# WHAT IS NEEDED
When you answer, restate the entries below without altering anything.

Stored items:
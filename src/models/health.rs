use serde::{Deserialize, Serialize};

#[derive(Debug, Clone, Serialize, Deserialize)]
pub struct HealthResponse {
    pub status: String,
    pub timestamp: String,
    pub environment: String,
    pub version: String,
}

#[derive(Debug, Clone, Serialize, Deserialize)]
pub struct ServiceStatus {
    pub api: String,
    pub database: String,
    pub storage: String,
}

#[derive(Debug, Clone, Serialize, Deserialize)]
pub struct StatusResponse {
    pub status: String,
    pub services: ServiceStatus,
    pub timestamp: String,
}

/// Error body returned by every Read API endpoint.
#[derive(Debug, Clone, Serialize, Deserialize)]
pub struct ErrorResponse {
    pub error: String,
}

impl ErrorResponse {
    pub fn new(error: impl Into<String>) -> Self {
        Self { error: error.into() }
    }
}
//! Records produced by a price cycle and persisted by the document store.

use chrono::{DateTime, NaiveDate, Utc};
use serde::{Deserialize, Serialize};
use std::collections::BTreeMap;

use super::catalog::{Capacity, Catalog, Series};
use super::price::Price;

/// Seconds in one retention day.
pub const SECS_PER_DAY: i64 = 86_400;

/// Aggregated buy-back price for one (series, capacity) key.
#[derive(Debug, Clone, PartialEq, Eq)]
pub struct CurrentPriceRecord {
    pub series: Series,
    pub capacity: Capacity,
    /// Lowest observed price per color.
    pub colors: BTreeMap<String, Price>,
    pub kaitori_price_min: Price,
    pub kaitori_price_max: Price,
    /// Vendor id, or `multi` when several vendors contributed.
    pub source: String,
    pub updated_at: DateTime<Utc>,
}

impl CurrentPriceRecord {
    pub fn to_document(&self, catalog: &Catalog) -> CurrentPriceDocument {
        CurrentPriceDocument {
            series: catalog.name(self.series),
            capacity: self.capacity.as_str().to_string(),
            colors: colors_to_plain(&self.colors),
            kaitori_price_min: self.kaitori_price_min.get(),
            kaitori_price_max: self.kaitori_price_max.get(),
            source: self.source.clone(),
            updated_at: self.updated_at,
        }
    }
}

/// Surrogate id assigned by the store to a history record.
#[derive(Debug, Clone, PartialEq, Eq, Hash, PartialOrd, Ord, Serialize, Deserialize)]
pub struct HistoryId(pub String);

impl std::fmt::Display for HistoryId {
    fn fmt(&self, f: &mut std::fmt::Formatter<'_>) -> std::fmt::Result {
        f.write_str(&self.0)
    }
}

/// Append-only snapshot of a current price record at cycle time.
#[derive(Debug, Clone, PartialEq, Eq)]
pub struct HistoryRecord {
    pub series: Series,
    pub capacity: Capacity,
    pub colors: BTreeMap<String, Price>,
    pub price_min: Price,
    pub price_max: Price,
    pub source: String,
    /// Epoch seconds.
    pub timestamp: i64,
    pub date: NaiveDate,
    /// Epoch seconds after which the record is eligible for sweeping.
    pub expiration_time: i64,
}

impl HistoryRecord {
    pub fn from_current(record: &CurrentPriceRecord, retention_days: u32) -> Self {
        let timestamp = record.updated_at.timestamp();
        HistoryRecord {
            series: record.series,
            capacity: record.capacity,
            colors: record.colors.clone(),
            price_min: record.kaitori_price_min,
            price_max: record.kaitori_price_max,
            source: record.source.clone(),
            timestamp,
            date: record.updated_at.date_naive(),
            expiration_time: timestamp + i64::from(retention_days) * SECS_PER_DAY,
        }
    }

    /// Midpoint of min and max, truncated.
    pub fn price_avg(&self) -> i64 {
        (self.price_min.get() + self.price_max.get()) / 2
    }
}

#[derive(Debug, Clone, PartialEq, Eq)]
pub struct StoredHistory {
    pub id: HistoryId,
    pub record: HistoryRecord,
}

/// Wire shape of a current price record, as written to the object-store mirror.
#[derive(Debug, Clone, PartialEq, Eq, Serialize, Deserialize)]
pub struct CurrentPriceDocument {
    pub series: String,
    pub capacity: String,
    #[serde(default)]
    pub colors: BTreeMap<String, i64>,
    pub kaitori_price_min: i64,
    pub kaitori_price_max: i64,
    pub source: String,
    pub updated_at: DateTime<Utc>,
}

pub fn colors_to_plain(colors: &BTreeMap<String, Price>) -> BTreeMap<String, i64> {
    colors.iter().map(|(k, v)| (k.clone(), v.get())).collect()
}

/// Parse a color map, rejecting any entry whose price is out of range.
pub fn colors_from_plain(colors: &BTreeMap<String, i64>) -> Option<BTreeMap<String, Price>> {
    colors
        .iter()
        .map(|(k, v)| Price::new(*v).ok().map(|p| (k.clone(), p)))
        .collect()
}

#[cfg(test)]
mod tests {
    use super::*;
    use chrono::TimeZone;

    fn sample() -> CurrentPriceRecord {
        CurrentPriceRecord {
            series: Series::Pro,
            capacity: Capacity::Gb256,
            colors: BTreeMap::from([
                ("Black".to_string(), Price::new(150_000).unwrap()),
                ("White".to_string(), Price::new(152_000).unwrap()),
            ]),
            kaitori_price_min: Price::new(150_000).unwrap(),
            kaitori_price_max: Price::new(152_000).unwrap(),
            source: "kaitori-rudea".to_string(),
            updated_at: Utc.with_ymd_and_hms(2025, 3, 1, 12, 0, 0).unwrap(),
        }
    }

    #[test]
    fn test_history_from_current_sets_expiration() {
        let history = HistoryRecord::from_current(&sample(), 30);
        assert_eq!(history.expiration_time - history.timestamp, 30 * SECS_PER_DAY);
        assert_eq!(history.date.to_string(), "2025-03-01");
        assert_eq!(history.price_avg(), 151_000);
    }

    #[test]
    fn test_document_uses_display_names() {
        let doc = sample().to_document(&Catalog::default());
        assert_eq!(doc.series, "iPhone 16 Pro");
        assert_eq!(doc.capacity, "256GB");
        assert_eq!(doc.colors["Black"], 150_000);
    }
}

# ANSWER SECTION
filename src/models/health.rs
use serde::{Deserialize, Serialize};

#[derive(Debug, Clone, Serialize, Deserialize)]
pub struct HealthResponse {
    pub status: String,
    pub timestamp: String,
    pub environment: String,
    pub version: String,
}

#[derive(Debug, Clone, Serialize, Deserialize)]
pub struct ServiceStatus {
    pub api: String,
    pub database: String,
    pub storage: String,
}

#[derive(Debug, Clone, Serialize, Deserialize)]
pub struct StatusResponse {
    pub status: String,
    pub services: ServiceStatus,
    pub timestamp: String,
}

/// Error body returned by every Read API endpoint.
#[derive(Debug, Clone, Serialize, Deserialize)]
pub struct ErrorResponse {
    pub error: String,
}

impl ErrorResponse {
    pub fn new(error: impl Into<String>) -> Self {
        Self { error: error.into() }
    }
}
//! Records produced by a price cycle and persisted by the document store.

use chrono::{DateTime, NaiveDate, Utc};
use serde::{Deserialize, Serialize};
use std::collections::BTreeMap;

use super::catalog::{Capacity, Catalog, Series};
use super::price::Price;

/// Seconds in one retention day.
pub const SECS_PER_DAY: i64 = 86_400;

/// Aggregated buy-back price for one (series, capacity) key.
#[derive(Debug, Clone, PartialEq, Eq)]
pub struct CurrentPriceRecord {
    pub series: Series,
    pub capacity: Capacity,
    /// Lowest observed price per color.
    pub colors: BTreeMap<String, Price>,
    pub kaitori_price_min: Price,
    pub kaitori_price_max: Price,
    /// Vendor id, or `multi` when several vendors contributed.
    pub source: String,
    pub updated_at: DateTime<Utc>,
}

impl CurrentPriceRecord {
    pub fn to_document(&self, catalog: &Catalog) -> CurrentPriceDocument {
        CurrentPriceDocument {
            series: catalog.name(self.series),
            capacity: self.capacity.as_str().to_string(),
            colors: colors_to_plain(&self.colors),
            kaitori_price_min: self.kaitori_price_min.get(),
            kaitori_price_max: self.kaitori_price_max.get(),
            source: self.source.clone(),
            updated_at: self.updated_at,
        }
    }
}

/// Surrogate id assigned by the store to a history record.
#[derive(Debug, Clone, PartialEq, Eq, Hash, PartialOrd, Ord, Serialize, Deserialize)]
pub struct HistoryId(pub String);

impl std::fmt::Display for HistoryId {
    fn fmt(&self, f: &mut std::fmt::Formatter<'_>) -> std::fmt::Result {
        f.write_str(&self.0)
    }
}

/// Append-only snapshot of a current price record at cycle time.
#[derive(Debug, Clone, PartialEq, Eq)]
pub struct HistoryRecord {
    pub series: Series,
    pub capacity: Capacity,
    pub colors: BTreeMap<String, Price>,
    pub price_min: Price,
    pub price_max: Price,
    pub source: String,
    /// Epoch seconds.
    pub timestamp: i64,
    pub date: NaiveDate,
    /// Epoch seconds after which the record is eligible for sweeping.
    pub expiration_time: i64,
}

impl HistoryRecord {
    pub fn from_current(record: &CurrentPriceRecord, retention_days: u32) -> Self {
        let timestamp = record.updated_at.timestamp();
        HistoryRecord {
            series: record.series,
            capacity: record.capacity,
            colors: record.colors.clone(),
            price_min: record.kaitori_price_min,
            price_max: record.kaitori_price_max,
            source: record.source.clone(),
            timestamp,
            date: record.updated_at.date_naive(),
            expiration_time: timestamp + i64::from(retention_days) * SECS_PER_DAY,
        }
    }

    /// Midpoint of min and max, truncated.
    pub fn price_avg(&self) -> i64 {
        (self.price_min.get() + self.price_max.get()) / 2
    }
}

#[derive(Debug, Clone, PartialEq, Eq)]
pub struct StoredHistory {
    pub id: HistoryId,
    pub record: HistoryRecord,
}

/// Wire shape of a current price record, as written to the object-store mirror.
#[derive(Debug, Clone, PartialEq, Eq, Serialize, Deserialize)]
pub struct CurrentPriceDocument {
    pub series: String,
    pub capacity: String,
    #[serde(default)]
    pub colors: BTreeMap<String, i64>,
    pub kaitori_price_min: i64,
    pub kaitori_price_max: i64,
    pub source: String,
    pub updated_at: DateTime<Utc>,
}

pub fn colors_to_plain(colors: &BTreeMap<String, Price>) -> BTreeMap<String, i64> {
    colors.iter().map(|(k, v)| (k.clone(), v.get())).collect()
}

/// Parse a color map, rejecting any entry whose price is out of range.
pub fn colors_from_plain(colors: &BTreeMap<String, i64>) -> Option<BTreeMap<String, Price>> {
    colors
        .iter()
        .map(|(k, v)| Price::new(*v).ok().map(|p| (k.clone(), p)))
        .collect()
}

#[cfg(test)]
mod tests {
    use super::*;
    use chrono::TimeZone;

    fn sample() -> CurrentPriceRecord {
        CurrentPriceRecord {
            series: Series::Pro,
            capacity: Capacity::Gb256,
            colors: BTreeMap::from([
                ("Black".to_string(), Price::new(150_000).unwrap()),
                ("White".to_string(), Price::new(152_000).unwrap()),
            ]),
            kaitori_price_min: Price::new(150_000).unwrap(),
            kaitori_price_max: Price::new(152_000).unwrap(),
            source: "kaitori-rudea".to_string(),
            updated_at: Utc.with_ymd_and_hms(2025, 3, 1, 12, 0, 0).unwrap(),
        }
    }

    #[test]
    fn test_history_from_current_sets_expiration() {
        let history = HistoryRecord::from_current(&sample(), 30);
        assert_eq!(history.expiration_time - history.timestamp, 30 * SECS_PER_DAY);
        assert_eq!(history.date.to_string(), "2025-03-01");
        assert_eq!(history.price_avg(), 151_000);
    }

    #[test]
    fn test_document_uses_display_names() {
        let doc = sample().to_document(&Catalog::default());
        assert_eq!(doc.series, "iPhone 16 Pro");
        assert_eq!(doc.capacity, "256GB");
        assert_eq!(doc.colors["Black"], 150_000);
    }
}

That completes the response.